Para isso, busca atender às principais demandas de Trump. Entre elas, a deportação de líderes de cartéis para julgamento nos EUA e a intensificação das patrulhas nas fronteiras para conter a entrada de imigrantes ilegais.
Ainda assim, criticou a ação na Venezuela. Em 5 de janeiro, Sheinbaum afirmou que “ações unilaterais e invasões não podem ser a base das relações internacionais no século XXI”.
Sobre o petróleo exportado para Cuba, já havia declarado em dezembro que as vendas “foram realizadas dentro de um quadro legal como país soberano”. “Tudo é legal”, completou.
Com o México respondendo por fatia relevante do petróleo importado por Cuba e o “empoderamento” sentido por Trump após a captura de Maduro, a expectativa é de que Sheinbaum enfrente ainda mais pressão pela relação entre México e Cuba.

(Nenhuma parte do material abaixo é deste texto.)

//! Mapping of platform error codes to the error classes the deletion engine recovers from.
//!
//! Both tables are compiled on every platform so they can be tested anywhere; only the one
//! matching the host is consulted by [`classify_io_error`].

use std::io;

use core_types::ErrorClass;

const ERROR_ACCESS_DENIED: i32 = 5;
const ERROR_SHARING_VIOLATION: i32 = 32;
const ERROR_LOCK_VIOLATION: i32 = 33;
const ERROR_DIR_NOT_EMPTY: i32 = 145;
const ERROR_USER_MAPPED_FILE: i32 = 1224;

const EPERM: i32 = 1;
const EACCES: i32 = 13;
const EBUSY: i32 = 16;
const ETXTBSY: i32 = 26;

pub fn classify_io_error(error: &io::Error) -> ErrorClass {
    if let Some(code) = error.raw_os_error() {
        let class = classify_os_code(code);
        if class != ErrorClass::Other {
            return class;
        }
    }
    classify_error_kind(error.kind())
}

#[cfg(windows)]
fn classify_os_code(code: i32) -> ErrorClass {
    classify_windows_code(code)
}

#[cfg(not(windows))]
fn classify_os_code(code: i32) -> ErrorClass {
    classify_unix_code(code)
}

pub fn classify_windows_code(code: i32) -> ErrorClass {
    match code {
        ERROR_SHARING_VIOLATION | ERROR_LOCK_VIOLATION | ERROR_USER_MAPPED_FILE => ErrorClass::Busy,
        // A directory still holding entries whose delete is pending on an open handle.
        ERROR_DIR_NOT_EMPTY => ErrorClass::Busy,
        ERROR_ACCESS_DENIED => ErrorClass::AccessDenied,
        _ => ErrorClass::Other,
    }
}

pub fn classify_unix_code(code: i32) -> ErrorClass {
    match code {
        EBUSY | ETXTBSY => ErrorClass::Busy,
        EACCES | EPERM => ErrorClass::AccessDenied,
        _ => ErrorClass::Other,
    }
}

pub fn classify_error_kind(kind: io::ErrorKind) -> ErrorClass {
    match kind {
        io::ErrorKind::ResourceBusy | io::ErrorKind::ExecutableFileBusy => ErrorClass::Busy,
        io::ErrorKind::PermissionDenied => ErrorClass::AccessDenied,
        _ => ErrorClass::Other,
    }
}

A subsecretária adjunta para assuntos do hemisfério ocidental, Katherine Dueholm, atacou o México no mês passado, declarando a uma subcomissão do Congresso que o governo de Sheinbaum “frequentemente agiu de maneiras que contrariam os objetivos dos Estados Unidos”.
Com o acordo de livre comércio entre Estados Unidos, México e Canadá (USMCA) sob revisão, ela instou o México a “reconsiderar” sua posição em relação a Cuba, alertando para “sérias consequências para o comércio entre nossos países” caso Sheinbaum “continue a minar a política dos Estados Unidos enviando petróleo para a ditadura assassina em Cuba”.
A pressão dos Estados Unidos sobre o México deve ter efeitos no curto e no médio prazo na economia. Relatório do UBS alerta que o peso mexicano está cerca de 7% acima do preço justo e pode sofrer maior volatilidade com a revisão do acordo entre Estados Unidos, México e Canadá, prevista para ocorrer até julho.